Strangely enough, Facebook officials have remained silent on the platforms role in the overthrow of the government in Egypt. Twitter, on the other hand has proudly acknowledged its role in the events that have been taking place over the last month. Today in Fast Company, it was reported that Twitter is using the situation to strategically move into the area of philanthropy. The new project is called Hope 140.
Using the hash tag #betterworld, users can tweet about efforts they are taking to make the world a better place. However, the experience goes deeper than just referencing good deeds online. Twitter is partnered with a set of non-profit organizations, helping connect their users to organizations they could benefit from or add value to. Some of the notable causes the service is tied to include Help Haiti Now, and International Literacy Day.

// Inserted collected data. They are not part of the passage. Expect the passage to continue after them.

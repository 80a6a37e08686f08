/// Config schema types (server, Azure services, identity, memory, RAG).
use secrecy::{ExposeSecret, Secret};
use serde::{Deserialize, Serialize, Serializer};

/// Root configuration.
#[derive(Debug, Clone, Default, Serialize, Deserialize)]
#[serde(default)]
pub struct AssistantConfig {
    pub server: ServerConfig,
    pub azure_openai: AzureOpenAiConfig,
    pub qdrant: QdrantConfig,
    pub blob: BlobConfig,
    pub docint: DocIntelConfig,
    pub identity: IdentityConfig,
    pub redis: RedisConfig,
    pub cosmos: CosmosConfig,
    pub memory: MemoryConfig,
    pub notify: NotifyConfig,
    pub rag: RagConfig,
}

/// HTTP listener settings.
#[derive(Debug, Clone, Serialize, Deserialize)]
#[serde(default)]
pub struct ServerConfig {
    pub bind: String,
    pub port: u16,
    /// Origins allowed by the CORS layer. Credentials are always allowed.
    pub cors_origins: Vec<String>,
    /// Enables verbose error details in HTTP responses.
    pub debug: bool,
}

impl Default for ServerConfig {
    fn default() -> Self {
        Self {
            bind: "127.0.0.1".into(),
            port: 8001,
            cors_origins: vec![
                "http://localhost:8001".into(),
                "http://127.0.0.1:8001".into(),
            ],
            debug: false,
        }
    }
}

#[derive(Debug, Clone, Serialize, Deserialize)]
#[serde(default)]
pub struct AzureOpenAiConfig {
    pub endpoint: String,
    #[serde(serialize_with = "serialize_option_secret")]
    pub api_key: Option<Secret<String>>,
    pub api_version: String,
    /// Chat completion deployment name.
    pub deployment: String,
    /// Embedding deployment name.
    pub embed_deployment: String,
    pub temperature: f32,
    pub embed_batch_size: usize,
    pub embed_dimensions: usize,
}

impl Default for AzureOpenAiConfig {
    fn default() -> Self {
        Self {
            endpoint: String::new(),
            api_key: None,
            api_version: "2024-05-01-preview".into(),
            deployment: "gpt-4o-mini".into(),
            embed_deployment: "text-embedding-3-large".into(),
            temperature: 0.2,
            embed_batch_size: 32,
            embed_dimensions: 3072,
        }
    }
}

#[derive(Debug, Clone, Serialize, Deserialize)]
#[serde(default)]
pub struct QdrantConfig {
    pub url: String,
    #[serde(serialize_with = "serialize_option_secret")]
    pub api_key: Option<Secret<String>>,
    pub collection: String,
    pub vector_size: usize,
}

impl Default for QdrantConfig {
    fn default() -> Self {
        Self {
            url: String::new(),
            api_key: None,
            collection: "internal-docs-index".into(),
            vector_size: 3072,
        }
    }
}

#[derive(Debug, Clone, Serialize, Deserialize)]
#[serde(default)]
pub struct BlobConfig {
    /// Azure storage connection string (`DefaultEndpointsProtocol=...;AccountName=...`).
    #[serde(serialize_with = "serialize_option_secret")]
    pub connection_string: Option<Secret<String>>,
    pub container: String,
}

impl Default for BlobConfig {
    fn default() -> Self {
        Self {
            connection_string: None,
            container: "internal-docs".into(),
        }
    }
}

#[derive(Debug, Clone, Serialize, Deserialize)]
#[serde(default)]
pub struct DocIntelConfig {
    pub endpoint: String,
    #[serde(serialize_with = "serialize_option_secret")]
    pub key: Option<Secret<String>>,
    pub api_version: String,
}

impl Default for DocIntelConfig {
    fn default() -> Self {
        Self {
            endpoint: String::new(),
            key: None,
            api_version: "2023-07-31".into(),
        }
    }
}

/// Microsoft Entra app registration used for Planner and To-Do.
#[derive(Debug, Clone, Serialize, Deserialize)]
#[serde(default)]
pub struct IdentityConfig {
    pub client_id: String,
    #[serde(serialize_with = "serialize_option_secret")]
    pub client_secret: Option<Secret<String>>,
    pub tenant_id: String,
    pub graph_scope: String,
    /// Optional default Planner group.
    pub group_id: Option<String>,
    pub project_redirect_uri: String,
    pub todo_redirect_uri: String,
}

impl Default for IdentityConfig {
    fn default() -> Self {
        Self {
            client_id: String::new(),
            client_secret: None,
            tenant_id: String::new(),
            graph_scope: "https://graph.microsoft.com/.default".into(),
            group_id: None,
            project_redirect_uri: "http://localhost:8001/project/auth/callback".into(),
            todo_redirect_uri: "http://localhost:8001/auth/callback".into(),
        }
    }
}

impl IdentityConfig {
    /// `https://login.microsoftonline.com/{tenant}`
    pub fn authority(&self) -> String {
        format!("https://login.microsoftonline.com/{}", self.tenant_id)
    }

    pub fn is_configured(&self) -> bool {
        !self.client_id.is_empty() && !self.tenant_id.is_empty()
    }
}

#[derive(Debug, Clone, Serialize, Deserialize)]
#[serde(default)]
pub struct RedisConfig {
    pub host: String,
    pub port: u16,
    #[serde(serialize_with = "serialize_option_secret")]
    pub password: Option<Secret<String>>,
    pub ssl: bool,
}

impl Default for RedisConfig {
    fn default() -> Self {
        Self {
            host: String::new(),
            port: 6380,
            password: None,
            ssl: true,
        }
    }
}

impl RedisConfig {
    /// Connection URL in the form understood by the `redis` crate.
    pub fn url(&self) -> String {
        let scheme = if self.ssl {
            "rediss"
        } else {
            "redis"
        };
        match &self.password {
            Some(pw) => format!(
                "{scheme}://:{}@{}:{}",
                pw.expose_secret(),
                self.host,
                self.port
            ),
            None => format!("{scheme}://{}:{}", self.host, self.port),
        }
    }
}

#[derive(Debug, Clone, Serialize, Deserialize)]
#[serde(default)]
pub struct CosmosConfig {
    pub endpoint: String,
    #[serde(serialize_with = "serialize_option_secret")]
    pub key: Option<Secret<String>>,
    pub database: String,
    pub container: String,
}

impl Default for CosmosConfig {
    fn default() -> Self {
        Self {
            endpoint: String::new(),
            key: None,
            database: "internal_assistant".into(),
            container: "conversation_history".into(),
        }
    }
}

/// Conversation memory tuning.
#[derive(Debug, Clone, Serialize, Deserialize)]
#[serde(default)]
pub struct MemoryConfig {
    /// TTL of the short-term cache entry, refreshed on every write.
    pub session_ttl_secs: u64,
    /// Number of exchanges kept in the short-term cache (two messages each).
    pub max_history: usize,
}

impl Default for MemoryConfig {
    fn default() -> Self {
        Self {
            session_ttl_secs: 3600,
            max_history: 10,
        }
    }
}

#[derive(Debug, Clone, Default, Serialize, Deserialize)]
#[serde(default)]
pub struct NotifyConfig {
    pub webhook_url: Option<String>,
}

#[derive(Debug, Clone, Serialize, Deserialize)]
#[serde(default)]
pub struct RagConfig {
    pub default_prefix: String,
    pub max_docs: usize,
}

impl Default for RagConfig {
    fn default() -> Self {
        Self {
            default_prefix: "sop/".into(),
            max_docs: 10,
        }
    }
}

impl AssistantConfig {
    /// JSON view of the configuration with every secret replaced by `"[REDACTED]"`.
    pub fn redacted(&self) -> serde_json::Value {
        let mut value = serde_json::to_value(self).unwrap_or_default();
        redact(&mut value);
        value
    }
}

const SECRET_FIELDS: &[&str] = &["api_key", "key", "password", "client_secret", "connection_string"];

fn redact(value: &mut serde_json::Value) {
    if let serde_json::Value::Object(map) = value {
        for (k, v) in map.iter_mut() {
            if SECRET_FIELDS.contains(&k.as_str()) && !v.is_null() {
                *v = serde_json::Value::String("[REDACTED]".into());
            } else {
                redact(v);
            }
        }
    }
}

/// Serializes an optional secret in clear text so the config can be saved back.
pub fn serialize_option_secret<S: Serializer>(
    secret: &Option<Secret<String>>,
    serializer: S,
) -> Result<S::Ok, S::Error> {
    match secret {
        Some(s) => serializer.serialize_some(s.expose_secret()),
        None => serializer.serialize_none(),
    }
}

#[cfg(test)]
mod tests {
    use super::*;

    #[test]
    fn defaults_match_service_settings() {
        let cfg = AssistantConfig::default();
        assert_eq!(cfg.server.port, 8001);
        assert_eq!(cfg.azure_openai.deployment, "gpt-4o-mini");
        assert_eq!(cfg.azure_openai.embed_deployment, "text-embedding-3-large");
        assert_eq!(cfg.qdrant.collection, "internal-docs-index");
        assert_eq!(cfg.redis.port, 6380);
        assert!(cfg.redis.ssl);
        assert_eq!(cfg.memory.session_ttl_secs, 3600);
        assert_eq!(cfg.memory.max_history, 10);
        assert_eq!(cfg.rag.default_prefix, "sop/");
    }

    #[test]
    fn redis_url_uses_tls_scheme_and_password() {
        let cfg = RedisConfig {
            host: "cache.example.net".into(),
            port: 6380,
            password: Some(Secret::new("pw".into())),
            ssl: true,
        };
        assert_eq!(cfg.url(), "rediss://:pw@cache.example.net:6380");

        let plain = RedisConfig {
            host: "localhost".into(),
            port: 6379,
            password: None,
            ssl: false,
        };
        assert_eq!(plain.url(), "redis://localhost:6379");
    }

    #[test]
    fn redacted_view_hides_secrets() {
        let mut cfg = AssistantConfig::default();
        cfg.azure_openai.api_key = Some(Secret::new("sk-live".into()));
        cfg.cosmos.key = Some(Secret::new("cosmos-key".into()));
        let view = cfg.redacted();
        assert_eq!(view["azure_openai"]["api_key"], "[REDACTED]");
        assert_eq!(view["cosmos"]["key"], "[REDACTED]");
        assert!(view["qdrant"]["api_key"].is_null());
        assert!(!view.to_string().contains("sk-live"));
    }

    #[test]
    fn authority_includes_tenant() {
        let identity = IdentityConfig {
            tenant_id: "contoso".into(),
            ..Default::default()
        };
        assert_eq!(
            identity.authority(),
            "https://login.microsoftonline.com/contoso"
        );
    }
}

Whether or not there is more to this philanthropic push remains to be seen. What cannot be doubted is that the service has entered the realm of politics in the most surprising way possible, and is likely to evolve as more regions become exposed to its value. One of the protesters from Egypt, user @alya1989262 was interviewed on the Hope140 site. He had this to say about the future use of Twitter:
“…We’re planning how to use social media to counter government propaganda that paints protesters as violent, confused youth, misled by “foreign elements” into harming our own country. We need to enter the conversation with people who believe what they’re told on TV, and the best way to do that is using social media to present our arguments in a calm, logical manner.”